Earlier in December I saw a vague post that alerted me that Dr. Helena Carlson from Lewis & Clark College had passed away. I wanted to hope it was inaccurate, although I knew she had been ailing for some time. Today I set about searching the internet for clues and found my answer. The very quirky, outspoken and brilliant professor who lead my study abroad to Ireland has passed away.
I wrote about Helena in my book Puffy & Blue: The Chronicles of Nine Lives Together:
Part of the reason I wanted to go to Lewis & Clark College was because of its international program. I set my sights on going on the Ireland trip my sophomore year and I went with twenty-four other students from Lewis & Clark College. It was an opportunity of a lifetime in so many ways. The trip was led by Dr. Helena Carlson, a professor of psychology, also from Lewis & Clark College.
As a young college student, I had no idea Helena would be the most influential teacher of my entire educational process. Helena was that monumentous in my life not because she was the leader of my trip, or a professor in the department I majored in, but because she taught me to think for myself. Really think, not just learn, absorb, and regurgitate, but to think as deeply personal individuals. I always knew what Helena’s opinion was on any topic, but she never wanted us to parrot her. She wanted us to research and decide where we stood on every topic. She challenged us to think independently.
Part of her method of teaching us about the history of Ireland was having speakers come from both the Protestant and the Catholic perspectives. We heard from political leaders on both sides of the aisle and both sides of the abortion controversy. No subject was taboo for Helena and we never got only one side of any argument—ever. She taught us to do research and make a decision only after collecting and evaluating all of the information. It was forbidden to only research the side of an argument you already believed to be right. All research had to be fair and balanced.
I found my balance under the wings of Helena. I learned to research, weigh opinions and decide for myself what I believed about every subject. I think I began to fully grow up and become Kayla in Ireland. There was nothing “Blue” about me anymore. I was me. I knew what I thought. I could speak up for myself. I felt empowered in a new and tangible way.
Helena transplanted us into the lives of people who were living out the subject that we were studying. We visited a Traveler’s Camp (the local term for gypsy community), we went into Northern Ireland (don’t tell anyone of authority at Lewis & Clark or our parents), we worked in internships, went to the theatre, hitchhiked around Ireland, had spontaneous adventures and so much more. We truly experienced Ireland, her people, her land, her controversy and her love story. And once we had studied and lived her story, we had opinions that were validated and worthy of holding firm to.

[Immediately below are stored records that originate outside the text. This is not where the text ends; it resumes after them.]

//! # Configuration
//!
//! Spectra configuration is managed by [`clapfig`], which handles layered loading
//! from TOML files, environment variables, and programmatic overrides.
//!
//! ## Storage Hierarchy
//!
//! Configuration is resolved in priority order:
//! 1. **Environment variables**: `SPECTRA__DATABASE`, `SPECTRA__JOURNAL_MODE`, etc.
//! 2. **Working directory**: `./spectra.toml`.
//! 3. **Global Config**: OS-appropriate config directory (via `directories` crate).
//! 4. **Compiled Defaults**: Built-in fallbacks via `#[config(default = ...)]`.
//!
//! ## Available Settings
//!
//! | Key | Default | Description |
//! |-----|---------|-------------|
//! | `database` | `spectra.db` | SQLite file; relative paths resolve against the data dir |
//! | `busy_timeout_ms` | `5000` | How long a writer waits for a locked database |
//! | `journal_mode` | `WAL` | SQLite journal mode |
//! | `log_filter` | `warn` | Default `tracing` filter used by the CLI |

use confique::Config;
use serde::{Deserialize, Serialize};

const JOURNAL_MODES: [&str; 6] = ["DELETE", "TRUNCATE", "PERSIST", "MEMORY", "WAL", "OFF"];

/// Configuration for spectra, stored in `spectra.toml`.
#[derive(Config, Serialize, Deserialize, Debug, Clone, PartialEq, Eq)]
pub struct SpectraConfig {
    /// SQLite database file.
    #[config(default = "spectra.db")]
    pub database: String,

    /// Milliseconds a connection waits on a locked database before failing.
    #[config(default = 5000)]
    pub busy_timeout_ms: u64,

    #[config(default = "WAL")]
    pub journal_mode: String,

    /// `tracing` filter directive used when `RUST_LOG` is not set.
    #[config(default = "warn")]
    pub log_filter: String,
}

impl Default for SpectraConfig {
    fn default() -> Self {
        Self {
            database: "spectra.db".to_string(),
            busy_timeout_ms: 5000,
            journal_mode: "WAL".to_string(),
            log_filter: "warn".to_string(),
        }
    }
}

impl SpectraConfig {
    /// The journal mode, upper-cased, if SQLite knows it.
    pub fn journal_mode(&self) -> Option<String> {
        let mode = self.journal_mode.trim().to_ascii_uppercase();
        JOURNAL_MODES.contains(&mode.as_str()).then_some(mode)
    }
}

#[cfg(test)]
mod tests {
    use super::*;

    #[test]
    fn test_default_config() {
        let config = SpectraConfig::default();
        assert_eq!(config.database, "spectra.db");
        assert_eq!(config.busy_timeout_ms, 5000);
        assert_eq!(config.journal_mode().as_deref(), Some("WAL"));
        assert_eq!(config.log_filter, "warn");
    }

    #[test]
    fn test_journal_mode_is_normalized() {
        let config = SpectraConfig {
            journal_mode: " truncate ".to_string(),
            ..Default::default()
        };
        assert_eq!(config.journal_mode().as_deref(), Some("TRUNCATE"));
    }

    #[test]
    fn test_unknown_journal_mode() {
        let config = SpectraConfig {
            journal_mode: "fast".to_string(),
            ..Default::default()
        };
        assert_eq!(config.journal_mode(), None);
    }

    #[test]
    fn test_parses_from_toml() {
        let config: SpectraConfig = toml::from_str(
            r#"
            database = "/srv/spectra/meta.db"
            busy_timeout_ms = 250
            journal_mode = "DELETE"
            log_filter = "spectra_core=debug"
            "#,
        )
        .unwrap();
        assert_eq!(config.database, "/srv/spectra/meta.db");
        assert_eq!(config.busy_timeout_ms, 250);
        assert_eq!(config.log_filter, "spectra_core=debug");
    }
}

I still lean on what I learned from Helena. I honestly don’t have an opinion on a subject until I have done my research. I don’t believe anything strongly until I know I have looked at it from every angle. Once I have thoroughly researched a topic, I am willing to express my opinion. I tend to be a thinker and not a reactor because of this process I learned from Helena.
Patti Dobson posted on Facebook, “Dr Helena Carlson passed away peacefully on December 19 in a hospital in Portland from complications of Alzheimer’s. She will be missed dearly and remembered by those she touched in her life. She will be remembered as a pioneer in her family as a professor, a researcher with many published papers, many TV and radio interviews. A lover of live theater, music, fine food, traveling solo in the world, her home country Ireland, and a good martini, Jamison, wine, a book, The NY Times, The Nation, The New Yorker, (always with one folded up in her purse), her love of San Francisco, New York, Paris, Dublin, and all the hilarious mishaps that would undoubtedly always occur to her in her ‘absent minded professor’ excused ways. She loved a really good meal, a cocktail and equally important an intelligent conservation about issues of social injustices, politics, books, theater, but not the weather.”
We shared many of conversation about social injustices, Irish politics, books, Irish theater, psychology and never the weather.